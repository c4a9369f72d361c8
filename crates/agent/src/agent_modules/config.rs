use serde::{Deserialize, Serialize};
use std::{fs, path::Path, time::Duration};
use tracing::{error, info};

use crate::agent_modules::error::AgentError;
use crate::agent_modules::service_monitor::DEFAULT_WATCHED_SERVICES;

#[derive(Serialize, Deserialize, Debug, Clone, PartialEq)]
pub struct AgentConfig {
    pub server_url: String,
    #[serde(default, skip_serializing_if = "Option::is_none")]
    pub api_key: Option<String>,
    #[serde(default, skip_serializing_if = "Option::is_none")]
    pub enrollment_token: Option<String>,
    #[serde(default = "default_metrics_interval_seconds")]
    pub metrics_interval_seconds: u64,
    #[serde(default = "default_services_interval_seconds")]
    pub services_interval_seconds: u64,
    #[serde(default = "default_command_poll_interval_seconds")]
    pub command_poll_interval_seconds: u64,
    #[serde(default = "default_command_timeout_seconds")]
    pub command_timeout_seconds: u64,
    #[serde(default = "default_watched_services")]
    pub watched_services: Vec<String>,
    #[serde(default = "default_max_backoff_seconds")]
    pub max_backoff_seconds: u64,
    #[serde(default = "default_request_timeout_seconds")]
    pub request_timeout_seconds: u64,
    #[serde(default = "default_log_dir")]
    pub log_dir: String,
}

fn default_metrics_interval_seconds() -> u64 {
    30
}

fn default_services_interval_seconds() -> u64 {
    60
}

fn default_command_poll_interval_seconds() -> u64 {
    2
}

fn default_command_timeout_seconds() -> u64 {
    30
}

fn default_watched_services() -> Vec<String> {
    DEFAULT_WATCHED_SERVICES
        .iter()
        .map(|s| s.to_string())
        .collect()
}

fn default_max_backoff_seconds() -> u64 {
    300
}

fn default_request_timeout_seconds() -> u64 {
    10
}

fn default_log_dir() -> String {
    "logs".to_string()
}

impl AgentConfig {
    pub fn metrics_interval(&self) -> Duration {
        Duration::from_secs(self.metrics_interval_seconds)
    }

    pub fn services_interval(&self) -> Duration {
        Duration::from_secs(self.services_interval_seconds)
    }

    pub fn command_poll_interval(&self) -> Duration {
        Duration::from_secs(self.command_poll_interval_seconds)
    }

    pub fn command_timeout(&self) -> Duration {
        Duration::from_secs(self.command_timeout_seconds)
    }

    pub fn max_backoff(&self) -> Duration {
        Duration::from_secs(self.max_backoff_seconds)
    }

    pub fn request_timeout(&self) -> Duration {
        Duration::from_secs(self.request_timeout_seconds)
    }

    fn validate(&self) -> Result<(), AgentError> {
        let url = self.server_url.trim();
        if !(url.starts_with("http://") || url.starts_with("https://")) {
            return Err(AgentError::Config(format!(
                "server_url must be an http(s) URL, got {url:?}"
            )));
        }
        let intervals = [
            ("metrics_interval_seconds", self.metrics_interval_seconds),
            ("services_interval_seconds", self.services_interval_seconds),
            (
                "command_poll_interval_seconds",
                self.command_poll_interval_seconds,
            ),
            ("command_timeout_seconds", self.command_timeout_seconds),
            ("request_timeout_seconds", self.request_timeout_seconds),
        ];
        for (name, value) in intervals {
            if value == 0 {
                return Err(AgentError::Config(format!("{name} must be greater than zero")));
            }
        }
        Ok(())
    }
}

pub fn load_agent_config(config_path: &Path) -> Result<AgentConfig, AgentError> {
    info!(path = %config_path.display(), "Attempting to load config.");

    let config_str = fs::read_to_string(config_path).map_err(|e| {
        error!(path = %config_path.display(), error = %e, "Failed to read agent config file.");
        AgentError::ConfigRead {
            path: config_path.display().to_string(),
            source: e,
        }
    })?;

    let mut config: AgentConfig = toml::from_str(&config_str).map_err(|e| {
        error!(path = %config_path.display(), error = %e, "Failed to parse agent config file.");
        AgentError::from(e)
    })?;
    config.server_url = config.server_url.trim().trim_end_matches('/').to_string();
    config.api_key = config.api_key.filter(|k| !k.trim().is_empty());
    config.enrollment_token = config.enrollment_token.filter(|t| !t.trim().is_empty());
    config.validate()?;

    info!(
        server_url = %config.server_url,
        has_api_key = config.api_key.is_some(),
        "Loaded config successfully."
    );
    Ok(config)
}

/// Writes `config` back, keeping any keys in the existing file this
/// version does not know about.
pub fn save_agent_config(config: &AgentConfig, config_path: &Path) -> Result<(), AgentError> {
    let existing_content = fs::read_to_string(config_path).unwrap_or_default();
    let mut existing_toml: toml::Value = toml::from_str(&existing_content)?;

    let new_toml: toml::Value = toml::Value::try_from(config)?;

    if let (Some(existing_table), Some(new_table)) =
        (existing_toml.as_table_mut(), new_toml.as_table())
    {
        for (key, value) in new_table {
            existing_table.insert(key.clone(), value.clone());
        }
        if config.enrollment_token.is_none() {
            existing_table.remove("enrollment_token");
        }
    } else {
        existing_toml = new_toml;
    }

    let updated_content = toml::to_string_pretty(&existing_toml)?;
    fs::write(config_path, updated_content)?;

    info!(path = %config_path.display(), "Saved agent configuration.");
    Ok(())
}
* * *
Print out every entry, keeping each one exact.

* WRITTEN SOLUTION *
repository c4a9369f72d361c8
filename crates/agent/src/agent_modules/config.rs
use serde::{Deserialize, Serialize};
use std::{fs, path::Path, time::Duration};
use tracing::{error, info};

use crate::agent_modules::error::AgentError;
use crate::agent_modules::service_monitor::DEFAULT_WATCHED_SERVICES;

#[derive(Serialize, Deserialize, Debug, Clone, PartialEq)]
pub struct AgentConfig {
    pub server_url: String,
    #[serde(default, skip_serializing_if = "Option::is_none")]
    pub api_key: Option<String>,
    #[serde(default, skip_serializing_if = "Option::is_none")]
    pub enrollment_token: Option<String>,
    #[serde(default = "default_metrics_interval_seconds")]
    pub metrics_interval_seconds: u64,
    #[serde(default = "default_services_interval_seconds")]
    pub services_interval_seconds: u64,
    #[serde(default = "default_command_poll_interval_seconds")]
    pub command_poll_interval_seconds: u64,
    #[serde(default = "default_command_timeout_seconds")]
    pub command_timeout_seconds: u64,
    #[serde(default = "default_watched_services")]
    pub watched_services: Vec<String>,
    #[serde(default = "default_max_backoff_seconds")]
    pub max_backoff_seconds: u64,
    #[serde(default = "default_request_timeout_seconds")]
    pub request_timeout_seconds: u64,
    #[serde(default = "default_log_dir")]
    pub log_dir: String,
}

fn default_metrics_interval_seconds() -> u64 {
    30
}

fn default_services_interval_seconds() -> u64 {
    60
}

fn default_command_poll_interval_seconds() -> u64 {
    2
}

fn default_command_timeout_seconds() -> u64 {
    30
}

fn default_watched_services() -> Vec<String> {
    DEFAULT_WATCHED_SERVICES
        .iter()
        .map(|s| s.to_string())
        .collect()
}

fn default_max_backoff_seconds() -> u64 {
    300
}

fn default_request_timeout_seconds() -> u64 {
    10
}

fn default_log_dir() -> String {
    "logs".to_string()
}

impl AgentConfig {
    pub fn metrics_interval(&self) -> Duration {
        Duration::from_secs(self.metrics_interval_seconds)
    }

    pub fn services_interval(&self) -> Duration {
        Duration::from_secs(self.services_interval_seconds)
    }

    pub fn command_poll_interval(&self) -> Duration {
        Duration::from_secs(self.command_poll_interval_seconds)
    }

    pub fn command_timeout(&self) -> Duration {
        Duration::from_secs(self.command_timeout_seconds)
    }

    pub fn max_backoff(&self) -> Duration {
        Duration::from_secs(self.max_backoff_seconds)
    }

    pub fn request_timeout(&self) -> Duration {
        Duration::from_secs(self.request_timeout_seconds)
    }

    fn validate(&self) -> Result<(), AgentError> {
        let url = self.server_url.trim();
        if !(url.starts_with("http://") || url.starts_with("https://")) {
            return Err(AgentError::Config(format!(
                "server_url must be an http(s) URL, got {url:?}"
            )));
        }
        let intervals = [
            ("metrics_interval_seconds", self.metrics_interval_seconds),
            ("services_interval_seconds", self.services_interval_seconds),
            (
                "command_poll_interval_seconds",
                self.command_poll_interval_seconds,
            ),
            ("command_timeout_seconds", self.command_timeout_seconds),
            ("request_timeout_seconds", self.request_timeout_seconds),
        ];
        for (name, value) in intervals {
            if value == 0 {
                return Err(AgentError::Config(format!("{name} must be greater than zero")));
            }
        }
        Ok(())
    }
}

pub fn load_agent_config(config_path: &Path) -> Result<AgentConfig, AgentError> {
    info!(path = %config_path.display(), "Attempting to load config.");

    let config_str = fs::read_to_string(config_path).map_err(|e| {
        error!(path = %config_path.display(), error = %e, "Failed to read agent config file.");
        AgentError::ConfigRead {
            path: config_path.display().to_string(),
            source: e,
        }
    })?;

    let mut config: AgentConfig = toml::from_str(&config_str).map_err(|e| {
        error!(path = %config_path.display(), error = %e, "Failed to parse agent config file.");
        AgentError::from(e)
    })?;
    config.server_url = config.server_url.trim().trim_end_matches('/').to_string();
    config.api_key = config.api_key.filter(|k| !k.trim().is_empty());
    config.enrollment_token = config.enrollment_token.filter(|t| !t.trim().is_empty());
    config.validate()?;

    info!(
        server_url = %config.server_url,
        has_api_key = config.api_key.is_some(),
        "Loaded config successfully."
    );
    Ok(config)
}

/// Writes `config` back, keeping any keys in the existing file this
/// version does not know about.
pub fn save_agent_config(config: &AgentConfig, config_path: &Path) -> Result<(), AgentError> {
    let existing_content = fs::read_to_string(config_path).unwrap_or_default();
    let mut existing_toml: toml::Value = toml::from_str(&existing_content)?;

    let new_toml: toml::Value = toml::Value::try_from(config)?;

    if let (Some(existing_table), Some(new_table)) =
        (existing_toml.as_table_mut(), new_toml.as_table())
    {
        for (key, value) in new_table {
            existing_table.insert(key.clone(), value.clone());
        }
        if config.enrollment_token.is_none() {
            existing_table.remove("enrollment_token");
        }
    } else {
        existing_toml = new_toml;
    }

    let updated_content = toml::to_string_pretty(&existing_toml)?;
    fs::write(config_path, updated_content)?;

    info!(path = %config_path.display(), "Saved agent configuration.");
    Ok(())
}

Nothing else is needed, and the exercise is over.